The
Intel Thermal deamon (aka thermald) actively monitors thermal sensors and will modify cooling controls to try to keep the hardware cool. By default, thermald will run in a "zero-configuration" mode and attempt to use the available CPU Digital Thermal Sensor(s) (DTS) to sense the temperature and use the
P-state driver,
Running Average Power Limit (RAPL),
PowerClamp and
cpufreq to control cooling.
Some systems may not work well in the default mode, perhaps the machine just runs too hot and one would like to tweak the settings to kick in passive or active cooling at a lower temperature than the default configuration. Thermald has a configuration file
/etc/thermald/thermal-conf.xml that allows fine tuning of thermald. Essentially one declares the thermal sensors on the machine and a set of thermal zone controls that read these thermal sensors and inform thermald the policy to control cooling when specific temperature thresholds are crossed.

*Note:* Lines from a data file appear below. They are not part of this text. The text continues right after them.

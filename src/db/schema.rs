/// Schema for cache generations and their entries.
pub const CACHE_SCHEMA: &str = r#"
PRAGMA foreign_keys = ON;

-- One row per cache generation, named by version string
CREATE TABLE IF NOT EXISTS cache_generations (
    name TEXT PRIMARY KEY,
    ready INTEGER NOT NULL DEFAULT 0,
    active INTEGER NOT NULL DEFAULT 0,
    created_at TEXT NOT NULL DEFAULT (datetime('now'))
);

-- Captured responses keyed by (generation, url, method)
CREATE TABLE IF NOT EXISTS cache_entries (
    generation TEXT NOT NULL,
    url TEXT NOT NULL,
    method TEXT NOT NULL,
    status INTEGER NOT NULL,
    status_text TEXT NOT NULL,
    headers TEXT NOT NULL,
    body BLOB NOT NULL,
    response_type TEXT NOT NULL,
    cached_at TEXT NOT NULL DEFAULT (datetime('now')),
    PRIMARY KEY (generation, url, method),
    FOREIGN KEY (generation) REFERENCES cache_generations(name) ON DELETE CASCADE
);

-- Small key/value facts (last seen version digest)
CREATE TABLE IF NOT EXISTS worker_meta (
    key TEXT PRIMARY KEY,
    value TEXT NOT NULL
);
"#;

/// Schema for the pending submission queue.
pub const QUEUE_SCHEMA: &str = r#"
CREATE TABLE IF NOT EXISTS submissions (
    id INTEGER PRIMARY KEY AUTOINCREMENT,
    payload TEXT NOT NULL,
    created_at TEXT NOT NULL DEFAULT (datetime('now'))
);
"#;
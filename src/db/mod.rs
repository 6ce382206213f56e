pub mod schema;

use color_eyre::{eyre::eyre, Result};
use rusqlite::Connection;
use std::path::Path;

/// Open or create a database file and bring its schema up to date.
pub fn open(path: &Path, schema: &str) -> Result<Connection> {
  // Ensure parent directory exists
  if let Some(parent) = path.parent() {
    std::fs::create_dir_all(parent)
      .map_err(|e| eyre!("Failed to create database directory: {}", e))?;
  }

  let conn = Connection::open(path)
    .map_err(|e| eyre!("Failed to open database at {}: {}", path.display(), e))?;

  run_migrations(&conn, schema)?;
  Ok(conn)
}

/// Open a throwaway in-memory database with the given schema.
#[cfg(test)]
pub fn open_in_memory(schema: &str) -> Result<Connection> {
  let conn =
    Connection::open_in_memory().map_err(|e| eyre!("Failed to open in-memory database: {}", e))?;

  run_migrations(&conn, schema)?;
  Ok(conn)
}

fn run_migrations(conn: &Connection, schema: &str) -> Result<()> {
  conn
    .execute_batch(schema)
    .map_err(|e| eyre!("Failed to run migrations: {}", e))?;
  Ok(())
}

/// Parse a datetime string from SQLite format.
pub fn parse_datetime(s: &str) -> Result<chrono::DateTime<chrono::Utc>> {
  // SQLite stores as "YYYY-MM-DD HH:MM:SS"
  chrono::NaiveDateTime::parse_from_str(s, "%Y-%m-%d %H:%M:%S")
    .map(|dt| dt.and_utc())
    .map_err(|e| eyre!("Failed to parse datetime '{}': {}", s, e))
}
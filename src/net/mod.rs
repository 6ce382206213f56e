//! Request/response model and the network the cache layer falls back to.

mod client;
#[cfg(test)]
pub mod mock;
mod types;

pub use client::{HttpNetwork, Network};
pub use types::{Destination, Request, RequestMode, Response, ResponseType};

For an example, I've picked on an old Acer Aspire One (AMD C-60). Let's see the sensors for this machine:
find /sys/class/hwmon/* -exec echo -n "{}: " \; -exec cat {}/name \;
/sys/class/hwmon/hwmon0: radeon
/sys/class/hwmon/hwmon1: k10temp
one can use tools such as sensors (from the lm-sensors package) to get an idea of the high and critical trip points for these:
$ sudo apt-get install lm-sensors
$ sensors
radeon-pci-0008
Adapter: PCI adapter
temp1: +60.0°C (crit = +120.0°C, hyst = +90.0°C)
k10temp-pci-00c3
Adapter: PCI adapter
temp1: +60.5°C (high = +70.0°C)
(crit = +115.0°C, hyst = +107.5°C)
So, in this simple example, I will just use the CPU sensor k10temp (from /sys/class/hwmon/hwmon1) as my thermald CPU temperature sensor.

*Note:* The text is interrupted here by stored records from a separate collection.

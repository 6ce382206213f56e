//! Versioned asset cache for offline viewing.
//!
//! This module provides:
//! - Cache generations named by version string, persisted in SQLite
//! - Install / activate / update transitions between generations
//! - Request interception: network-first for page loads, cache-first otherwise
//! - Fallback responses (offline page, image placeholder, 503) when the network is gone

mod interceptor;
mod lifecycle;
mod storage;
mod traits;

pub use interceptor::{Interception, RequestInterceptor};
pub use lifecycle::{ActivateOutcome, InstallOutcome, LifecycleController};
pub use storage::{CacheStorage, SqliteStorage};
pub use traits::{CacheKey, CachedEntry, Resolved, ResponseSource};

Next, I need to define a policy on what to do when this sensor reaches a specific high temperature threshold. In this example, I want to trigger passive (non-fan) cooling by adjusting the CPU frequency using cpufreq and also the ACPI processor sysfs cooling controls when we reach 85 degrees C. I require thermald to control both cooling methods to run together in parallel with 60% of the influence to come from cpufreq and 40% from the ACPI processor cooling controls.

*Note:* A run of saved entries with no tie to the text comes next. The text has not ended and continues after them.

//! Deferred replay of queued contact-form submissions.

use std::sync::Arc;
use url::Url;

use crate::config::NotificationConfig;
use crate::error::SyncAttemptFailure;
use crate::net::{Network, Request};
use crate::notify::{Notification, Notifier};
use crate::queue::{QueuedSubmission, SubmissionQueue};

/// What woke the agent up.
#[derive(Debug, Clone, Copy, PartialEq, Eq)]
pub enum SyncTrigger {
  /// Connectivity came back
  Reconnected,
  /// Scheduled sync
  Periodic,
}

/// Summary of one drain of the queue.
#[derive(Debug, Default)]
pub struct SyncReport {
  pub attempted: usize,
  pub delivered: Vec<i64>,
  pub failures: Vec<SyncAttemptFailure>,
}

/// Replays queued submissions against the submission endpoint.
///
/// Delivery is at-least-once: a submission that was posted but could not be
/// removed is posted again on the next sync.
pub struct SyncAgent {
  queue: Arc<SubmissionQueue>,
  network: Arc<dyn Network>,
  notifier: Arc<dyn Notifier>,
  endpoint: Url,
  notifications: NotificationConfig,
}

impl SyncAgent {
  pub fn new(
    queue: Arc<SubmissionQueue>,
    network: Arc<dyn Network>,
    notifier: Arc<dyn Notifier>,
    endpoint: Url,
    notifications: NotificationConfig,
  ) -> Self {
    Self {
      queue,
      network,
      notifier,
      endpoint,
      notifications,
    }
  }

  /// Attempt every queued submission once.
  pub async fn sync(&self, trigger: SyncTrigger) -> SyncReport {
    let submissions = match self.queue.dequeue_all() {
      Ok(submissions) => submissions,
      Err(e) => {
        tracing::error!(error = %e, "Could not read queued submissions");
        return SyncReport::default();
      }
    };

    tracing::info!(?trigger, pending = submissions.len(), "Syncing submissions");

    let mut report = SyncReport {
      attempted: submissions.len(),
      ..SyncReport::default()
    };

    for submission in &submissions {
      match self.replay(submission).await {
        Ok(()) => {
          tracing::info!(id = submission.id, "Submission delivered");
          report.delivered.push(submission.id);

          let notification = Notification::submission_sent(&self.notifications);
          if let Err(e) = self.notifier.show(&notification).await {
            tracing::warn!(error = %e, "Failed to show notification");
          }
        }
        Err(failure) => {
          tracing::warn!(error = %failure, "Submission stays queued");
          report.failures.push(failure);
        }
      }
    }

    report
  }

  async fn replay(&self, submission: &QueuedSubmission) -> Result<(), SyncAttemptFailure> {
    let id = submission.id;
    let request = Request::post_json(
      self.endpoint.clone(),
      submission.payload.to_string().into_bytes(),
    );

    let response = self
      .network
      .fetch(&request)
      .await
      .map_err(|source| SyncAttemptFailure::Network { id, source })?;

    if !response.is_ok() {
      return Err(SyncAttemptFailure::Rejected {
        id,
        status: response.status,
      });
    }

    self
      .queue
      .remove(id)
      .map_err(|e| SyncAttemptFailure::Removal {
        id,
        reason: format!("{:#}", e),
      })
  }
}

#[cfg(test)]
mod tests {
  use super::*;
  use crate::net::mock::MockNetwork;
  use crate::notify::testing::RecordingNotifier;
  use reqwest::Method;
  use serde_json::json;

  const ENDPOINT: &str = "https://example.dev/contact";

  struct Fixture {
    queue: Arc<SubmissionQueue>,
    network: Arc<MockNetwork>,
    notifier: Arc<RecordingNotifier>,
    agent: SyncAgent,
  }

  fn fixture() -> Fixture {
    let queue = Arc::new(SubmissionQueue::open_in_memory().unwrap());
    let network = Arc::new(MockNetwork::new());
    let notifier = Arc::new(RecordingNotifier::default());
    let agent = SyncAgent::new(
      queue.clone(),
      network.clone(),
      notifier.clone(),
      Url::parse(ENDPOINT).unwrap(),
      NotificationConfig::default(),
    );
    Fixture {
      queue,
      network,
      notifier,
      agent,
    }
  }

  fn endpoint_replies(network: &MockNetwork, status: u16) {
    network.route(
      Method::POST,
      ENDPOINT,
      crate::net::mock::response(status, "{}", crate::net::ResponseType::Basic),
    );
  }

  #[tokio::test]
  async fn test_success_empties_queue_and_notifies_once() {
    let f = fixture();
    let id = f.queue.enqueue(&json!({"name": "A"})).unwrap();
    endpoint_replies(&f.network, 200);

    let report = f.agent.sync(SyncTrigger::Reconnected).await;
    assert_eq!(report.attempted, 1);
    assert_eq!(report.delivered, vec![id]);
    assert!(report.failures.is_empty());
    assert!(f.queue.dequeue_all().unwrap().is_empty());

    let shown = f.notifier.shown();
    assert_eq!(shown.len(), 1);
    assert_eq!(shown[0].title, "Message Sent!");
  }

  #[tokio::test]
  async fn test_server_error_keeps_submission() {
    let f = fixture();
    let id = f.queue.enqueue(&json!({"name": "A"})).unwrap();
    endpoint_replies(&f.network, 500);

    let report = f.agent.sync(SyncTrigger::Periodic).await;
    assert!(report.delivered.is_empty());
    assert!(matches!(
      report.failures.as_slice(),
      [SyncAttemptFailure::Rejected { status: 500, .. }]
    ));

    let pending = f.queue.dequeue_all().unwrap();
    assert_eq!(pending.len(), 1);
    assert_eq!(pending[0].id, id);
    assert!(f.notifier.shown().is_empty());
  }

  #[tokio::test]
  async fn test_offline_keeps_submission_for_next_sync() {
    let f = fixture();
    f.queue.enqueue(&json!({"name": "A"})).unwrap();
    f.network.set_offline(true);

    let report = f.agent.sync(SyncTrigger::Reconnected).await;
    assert!(matches!(
      report.failures.as_slice(),
      [SyncAttemptFailure::Network { .. }]
    ));
    assert_eq!(f.queue.len().unwrap(), 1);

    f.network.set_offline(false);
    endpoint_replies(&f.network, 201);
    let report = f.agent.sync(SyncTrigger::Reconnected).await;
    assert_eq!(report.delivered.len(), 1);
    assert_eq!(f.queue.len().unwrap(), 0);
    assert_eq!(f.notifier.shown().len(), 1);
  }

  #[tokio::test]
  async fn test_failed_removal_keeps_submission_for_redelivery() {
    let f = fixture();
    let id = f.queue.enqueue(&json!({"name": "A"})).unwrap();
    endpoint_replies(&f.network, 200);
    f.queue
      .execute_batch(
        "CREATE TRIGGER keep_submissions BEFORE DELETE ON submissions
         BEGIN SELECT RAISE(ABORT, 'queue is read-only'); END;",
      )
      .unwrap();

    let report = f.agent.sync(SyncTrigger::Reconnected).await;
    assert!(report.delivered.is_empty());
    assert!(matches!(
      report.failures.as_slice(),
      [SyncAttemptFailure::Removal { id: failed, .. }] if *failed == id
    ));
    assert_eq!(f.queue.len().unwrap(), 1);
    assert!(f.notifier.shown().is_empty());

    f.queue.execute_batch("DROP TRIGGER keep_submissions").unwrap();
    let report = f.agent.sync(SyncTrigger::Periodic).await;
    assert_eq!(report.delivered, vec![id]);
    assert_eq!(f.network.calls_to(ENDPOINT), 2);
    assert_eq!(f.queue.len().unwrap(), 0);
    assert_eq!(f.notifier.shown().len(), 1);
  }

  #[tokio::test]
  async fn test_each_submission_is_posted() {
    let f = fixture();
    f.queue.enqueue(&json!({"name": "A"})).unwrap();
    f.queue.enqueue(&json!({"name": "B"})).unwrap();
    endpoint_replies(&f.network, 200);

    let report = f.agent.sync(SyncTrigger::Reconnected).await;
    assert_eq!(report.delivered.len(), 2);
    assert_eq!(f.network.calls_to(ENDPOINT), 2);
    assert_eq!(f.notifier.shown().len(), 2);
  }

  #[tokio::test]
  async fn test_empty_queue_does_nothing() {
    let f = fixture();
    let report = f.agent.sync(SyncTrigger::Periodic).await;
    assert_eq!(report.attempted, 0);
    assert_eq!(f.network.call_count(), 0);
  }
}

My thermald config file for this is as follows:
<ThermalConfiguration>
<Platform>
<Name>Aspire One</Name>
<ProductName>*</ProductName>
<Preference>QUIET</Preference>
<ThermalSensors>
<ThermalSensor>
<Type>CPU_TEMP</Type>
<Path>/sys/class/hwmon/hwmon0/temp1_input</Path>
<AsyncCapable>0</AsyncCapable>
</ThermalSensor>
</ThermalSensors>
<ThermalZones>
<ThermalZone>
<Type>cpu package</Type>
<TripPoints>
<TripPoint>
<SensorType>CPU_TEMP</SensorType>
<Temperature>90000</Temperature>
<type>passive</type>
<ControlType>PARALLEL</ControlType>
<CoolingDevice>
<index>1</index>
<type>cpufreq</type>
<influence>60</influence>
<SamplingPeriod>1</SamplingPeriod>
</CoolingDevice>
<CoolingDevice>
<index>2</index>
<type>Processor</type>
<influence>40</influence>
<SamplingPeriod>1</SamplingPeriod>
</CoolingDevice>
</TripPoint>
</TripPoints>
</ThermalZone>
</ThermalZones>
</Platform>
</ThermalConfiguration>
One can observe this working by starting thermald in verbose debug mode:
$ sudo thermald --no-daemon --loglevel=debug
it is worth exercising the machine (I use stress-ng --cpu 0) to ramp up the load and temperature to observe how thermald is working. Once one is happy with the results, one can then start thermald using:
$ sudo systemctl start thermald
More examples can be found in the thermald manual page:
$ man thermal-conf.xml